6.養子に、なりました。義姉が、できました。名前で、呼ばれました。
僕は元浮浪児です。13歳なのですが、僕は澄瀬さんという夫婦に引き取られることになりました。
その澄瀬さんたちはとてもいい人たちで、その人たちには子供さんが1人いらっしゃるようなのですが、うまくやっていきたいと思います。
そして、その当日。
僕は児童養護施設の職員さんに連れられて、澄瀬さんの家に行きました。
澄瀬さん夫婦の夫の方である亮介さんと職員さんが話している(インターホン)のを横目に、僕は澄瀬さんの家を見ました。白と黒基調のシンプルでありながらお洒落な外観で、3階建てです。しかも屋上もあって、とても青々とした芝生がさらりさらりと風に撫でられ、色鮮やかな花たちが咲っている庭のような屋上でした。すごくいい家だな、と、もし弟もこんな家にいたら生きていたんだろうな、と思って、ふるふると首を振りました。そんなこと今更考えててもしょうがないですし、月翔と“わらっていきる”って約束もしました。僕は月翔の分も生きるんです。
「月飛くん、これからよろしくね」
慌てて亮介さんを見ると、彼は優しい慈愛に満ち溢れた目を僕に向けていました。なので僕はすぐに笑顔を取り繕い、返しました。
「はい、お願いします」
子供さんは僕より年上だということで、初めての上のきょうだいです。うまくやっていけるかな、と今更に不安になってきました。

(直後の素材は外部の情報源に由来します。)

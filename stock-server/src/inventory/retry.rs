//! Bounded retry for SQLite write-lock contention

use std::time::Duration;

/// How often a conflicting stock operation is re-run before giving up
#[derive(Clone, Debug, PartialEq, Eq)]
pub struct RetryPolicy {
    pub max_attempts: usize,
    pub base_backoff_ms: u64,
}

impl Default for RetryPolicy {
    fn default() -> Self {
        Self {
            max_attempts: 3,
            base_backoff_ms: 25,
        }
    }
}

impl RetryPolicy {
    /// Linear backoff: attempt 1 waits `base`, attempt 2 waits `2 * base`, ...
    pub fn delay_for_attempt(&self, attempt: usize) -> Duration {
        Duration::from_millis(self.base_backoff_ms.saturating_mul(attempt as u64))
    }

    /// Whether another attempt is allowed after `attempt` failed
    pub fn should_retry(&self, attempt: usize) -> bool {
        attempt < self.max_attempts.max(1)
    }
}

#[cfg(test)]
mod tests {
    use super::*;

    #[test]
    fn backoff_is_linear() {
        let policy = RetryPolicy::default();
        assert_eq!(policy.delay_for_attempt(1), Duration::from_millis(25));
        assert_eq!(policy.delay_for_attempt(3), Duration::from_millis(75));
    }

    #[test]
    fn attempts_are_bounded() {
        let policy = RetryPolicy::default();
        assert!(policy.should_retry(1));
        assert!(policy.should_retry(2));
        assert!(!policy.should_retry(3));

        let single = RetryPolicy {
            max_attempts: 0,
            base_backoff_ms: 0,
        };
        assert!(!single.should_retry(1));
    }
}
//! POS Transaction Model

use super::stock::SaleLine;
use serde::{Deserialize, Serialize};
use validator::Validate;

/// POS transaction header (`pos_transaction`)
#[derive(Debug, Clone, Serialize, Deserialize)]
#[cfg_attr(feature = "db", derive(sqlx::FromRow))]
pub struct PosTransaction {
    pub id: i64,
    pub sale_id: String,
    pub cashier_id: i64,
    pub cashier_name: String,
    pub payment_method: String,
    /// Total in cents
    pub total: i64,
    pub item_count: i64,
    /// Business date (YYYY-MM-DD)
    pub business_date: String,
    pub created_at: i64,
}

/// POS transaction line (`pos_transaction_item`)
#[derive(Debug, Clone, Serialize, Deserialize)]
#[cfg_attr(feature = "db", derive(sqlx::FromRow))]
pub struct PosTransactionItem {
    pub id: i64,
    pub transaction_id: i64,
    pub product_id: i64,
    pub product_name: String,
    pub color: Option<String>,
    pub size: Option<String>,
    pub quantity: i64,
    /// Unit price in cents
    pub unit_price: i64,
    pub line_total: i64,
}

/// POS transaction with its lines
#[derive(Debug, Clone, Serialize, Deserialize)]
pub struct PosTransactionDetail {
    #[serde(flatten)]
    pub transaction: PosTransaction,
    pub items: Vec<PosTransactionItem>,
}

/// Finalize POS sale request
#[derive(Debug, Clone, Serialize, Deserialize, Validate)]
pub struct PosSaleRequest {
    #[validate(length(min = 1, max = 64))]
    pub sale_id: Option<String>,
    #[validate(length(min = 1, max = 32))]
    pub payment_method: String,
    #[validate(length(min = 1), nested)]
    pub items: Vec<SaleLine>,
}

/// Daily sales aggregate (`daily_sales`)
#[derive(Debug, Clone, Serialize, Deserialize)]
#[cfg_attr(feature = "db", derive(sqlx::FromRow))]
pub struct DailySales {
    /// Business date (YYYY-MM-DD)
    pub business_date: String,
    pub transaction_count: i64,
    pub units_sold: i64,
    /// Revenue in cents
    pub revenue: i64,
    pub updated_at: i64,
}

しかし、須磨子さんと亮介さんはとてもいい人です。まず2人と仲良くなることが先なので頑張ろう、と、僕は小さくガッツポーズしました。
……。
「……え、聞いてないよ?」
お2人の子供さんは、そう体を硬直させながら言いました。
いや、正直僕も戸惑っています。何も聞いていなかったので、てっきり同性だと思っていましたから。いやどっちも言ってないと言われればそうなんですけど、13歳男子と16歳女子を住まわせる意味。というか、先に言っておいてくれればいいものを。僕の義姉となる彼女も、そう思っていることでしょう。あ、そう思ったらなんか既視感湧いてきました。
「……月飛、です。……よろしく、お願いします」
とりあえず、自己紹介はしておきます。まあ、今日から一緒に暮らすのですから、自己紹介くらいはしておいた方がいいでしょう。

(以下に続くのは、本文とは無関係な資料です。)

//! Product Repository

use super::RepoResult;
use shared::models::{Product, ProductCreate, ProductUpdate, VariantMap};
use sqlx::{Executor, Sqlite};

const PRODUCT_SELECT: &str = "SELECT id, name, category, brand, price, stock_quantity, colors, sizes, variants, low_stock_threshold, is_active, is_deleted, created_at, updated_at FROM product";

/// Raw `product` row
///
/// `colors`, `sizes` and `variants` are JSON text. `variants` may be missing
/// or unparsable on legacy rows, so it is kept raw and interpreted by the
/// inventory layout resolver.
#[derive(Debug, Clone, sqlx::FromRow)]
pub struct ProductRecord {
    pub id: i64,
    pub name: String,
    pub category: String,
    pub brand: Option<String>,
    pub price: i64,
    pub stock_quantity: i64,
    pub colors: String,
    pub sizes: String,
    pub variants: Option<String>,
    pub low_stock_threshold: i64,
    pub is_active: bool,
    pub is_deleted: bool,
    pub created_at: i64,
    pub updated_at: i64,
}

impl ProductRecord {
    pub fn color_list(&self) -> Vec<String> {
        parse_list(self.id, "colors", &self.colors)
    }

    pub fn size_list(&self) -> Vec<String> {
        parse_list(self.id, "sizes", &self.sizes)
    }

    pub fn is_sellable(&self) -> bool {
        self.is_active && !self.is_deleted
    }

    /// Build the API model with the given resolved variant map
    pub fn into_product(self, variants: VariantMap) -> Product {
        let colors = self.color_list();
        let sizes = self.size_list();
        Product {
            id: self.id,
            name: self.name,
            category: self.category,
            brand: self.brand,
            price: self.price,
            stock_quantity: self.stock_quantity,
            colors,
            sizes,
            variants,
            low_stock_threshold: self.low_stock_threshold,
            is_active: self.is_active,
            is_deleted: self.is_deleted,
            created_at: self.created_at,
            updated_at: self.updated_at,
        }
    }
}

fn parse_list(product_id: i64, column: &str, raw: &str) -> Vec<String> {
    serde_json::from_str(raw).unwrap_or_else(|e| {
        tracing::warn!(product_id, column, error = %e, "Unparsable product definition list, treating as empty");
        Vec::new()
    })
}

/// Serialize a color/size list for storage
pub fn encode_list(values: &[String]) -> String {
    serde_json::to_string(values).unwrap_or_else(|_| "[]".to_string())
}

pub async fn find_by_id<'e, E>(executor: E, id: i64) -> RepoResult<Option<ProductRecord>>
where
    E: Executor<'e, Database = Sqlite>,
{
    let sql = format!("{PRODUCT_SELECT} WHERE id = ?");
    let row = sqlx::query_as::<_, ProductRecord>(&sql)
        .bind(id)
        .fetch_optional(executor)
        .await?;
    Ok(row)
}

/// All products that are not soft-deleted
pub async fn find_all<'e, E>(executor: E) -> RepoResult<Vec<ProductRecord>>
where
    E: Executor<'e, Database = Sqlite>,
{
    let sql = format!("{PRODUCT_SELECT} WHERE is_deleted = 0 ORDER BY category, name");
    let rows = sqlx::query_as::<_, ProductRecord>(&sql)
        .fetch_all(executor)
        .await?;
    Ok(rows)
}

pub async fn insert<'e, E>(
    executor: E,
    id: i64,
    data: &ProductCreate,
    stock_quantity: i64,
    now: i64,
) -> RepoResult<()>
where
    E: Executor<'e, Database = Sqlite>,
{
    sqlx::query(
        "INSERT INTO product (id, name, category, brand, price, stock_quantity, colors, sizes, variants, low_stock_threshold, is_active, is_deleted, created_at, updated_at) VALUES (?1, ?2, ?3, ?4, ?5, ?6, ?7, ?8, NULL, ?9, 1, 0, ?10, ?10)",
    )
    .bind(id)
    .bind(&data.name)
    .bind(&data.category)
    .bind(&data.brand)
    .bind(data.price)
    .bind(stock_quantity)
    .bind(encode_list(&data.colors))
    .bind(encode_list(&data.sizes))
    .bind(data.low_stock_threshold.unwrap_or(5))
    .bind(now)
    .execute(executor)
    .await?;
    Ok(())
}

/// Update catalog fields; returns false when the product does not exist
pub async fn update<'e, E>(executor: E, id: i64, data: &ProductUpdate, now: i64) -> RepoResult<bool>
where
    E: Executor<'e, Database = Sqlite>,
{
    let colors = data.colors.as_deref().map(encode_list);
    let sizes = data.sizes.as_deref().map(encode_list);
    let rows = sqlx::query(
        "UPDATE product SET name = COALESCE(?1, name), category = COALESCE(?2, category), brand = COALESCE(?3, brand), price = COALESCE(?4, price), colors = COALESCE(?5, colors), sizes = COALESCE(?6, sizes), low_stock_threshold = COALESCE(?7, low_stock_threshold), is_active = COALESCE(?8, is_active), updated_at = ?9 WHERE id = ?10 AND is_deleted = 0",
    )
    .bind(&data.name)
    .bind(&data.category)
    .bind(&data.brand)
    .bind(data.price)
    .bind(colors)
    .bind(sizes)
    .bind(data.low_stock_threshold)
    .bind(data.is_active)
    .bind(now)
    .bind(id)
    .execute(executor)
    .await?;
    Ok(rows.rows_affected() > 0)
}

/// Soft delete: the product leaves sale eligibility, stock is untouched
pub async fn soft_delete<'e, E>(executor: E, id: i64, now: i64) -> RepoResult<bool>
where
    E: Executor<'e, Database = Sqlite>,
{
    let rows = sqlx::query(
        "UPDATE product SET is_deleted = 1, is_active = 0, updated_at = ? WHERE id = ? AND is_deleted = 0",
    )
    .bind(now)
    .bind(id)
    .execute(executor)
    .await?;
    Ok(rows.rows_affected() > 0)
}

/// Bump `updated_at`; returns false when the product does not exist.
///
/// Issued as the first statement of a mutating transaction so the
/// connection holds SQLite's write lock before anything is read.
pub async fn touch<'e, E>(executor: E, id: i64, now: i64) -> RepoResult<bool>
where
    E: Executor<'e, Database = Sqlite>,
{
    let rows = sqlx::query("UPDATE product SET updated_at = ? WHERE id = ?")
        .bind(now)
        .bind(id)
        .execute(executor)
        .await?;
    Ok(rows.rows_affected() > 0)
}

/// Persist the recomputed aggregate and variant snapshot
pub async fn write_stock<'e, E>(
    executor: E,
    id: i64,
    stock_quantity: i64,
    variants: Option<&str>,
    now: i64,
) -> RepoResult<()>
where
    E: Executor<'e, Database = Sqlite>,
{
    sqlx::query("UPDATE product SET stock_quantity = ?1, variants = ?2, updated_at = ?3 WHERE id = ?4")
        .bind(stock_quantity)
        .bind(variants)
        .bind(now)
        .bind(id)
        .execute(executor)
        .await?;
    Ok(())
}

/// Conditional aggregate decrement for products without variant structure.
///
/// Affects no row when fewer than `quantity` units are left.
pub async fn decrement_aggregate_if_available<'e, E>(
    executor: E,
    id: i64,
    quantity: i64,
    now: i64,
) -> RepoResult<bool>
where
    E: Executor<'e, Database = Sqlite>,
{
    let rows = sqlx::query(
        "UPDATE product SET stock_quantity = MAX(0, stock_quantity - ?1), updated_at = ?2 WHERE id = ?3 AND stock_quantity >= ?1",
    )
    .bind(quantity)
    .bind(now)
    .bind(id)
    .execute(executor)
    .await?;
    Ok(rows.rows_affected() > 0)
}

/// Overwrite the aggregate of a product without variant structure
pub async fn set_aggregate<'e, E>(executor: E, id: i64, quantity: i64, now: i64) -> RepoResult<()>
where
    E: Executor<'e, Database = Sqlite>,
{
    sqlx::query("UPDATE product SET stock_quantity = MAX(0, ?1), updated_at = ?2 WHERE id = ?3")
        .bind(quantity)
        .bind(now)
        .bind(id)
        .execute(executor)
        .await?;
    Ok(())
}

すると、彼女も顔を引きつらせながら自己紹介してくれました。
「ええと、碧音……です。よろしく……ね?」
僕は、彼女に同情しながら頭を下げました。
「月飛くん、って呼んでいい、かな」
突然碧音さんがそう言ったので、僕は少し戸惑ってから返事をします。
「え、あ、はい」
……月飛、くん。
そういえば、そうやってちゃんと名前を呼んでくれたのって、月翔を除いて澄瀬さんたちだけですね。
そう思うと少し嬉しくなって、なぜか世界が滴でぶれてきたので慌ててこすり、僕は碧音さんの方に向きました。
「私のことは、親友や両親には碧って呼ばれてるけど……碧音でも、碧でも。なんでもいいわよ」
「あ、は、い……碧音、さん?」
「……、うん。よろしくね、月飛くん」
その横でなぜか須磨子さんと亮介さんが笑っていて、僕は少し首を傾げ、碧音さんはぎっと2人をにらんでいました。それもわからず、僕は首を傾げるしかありませんでした。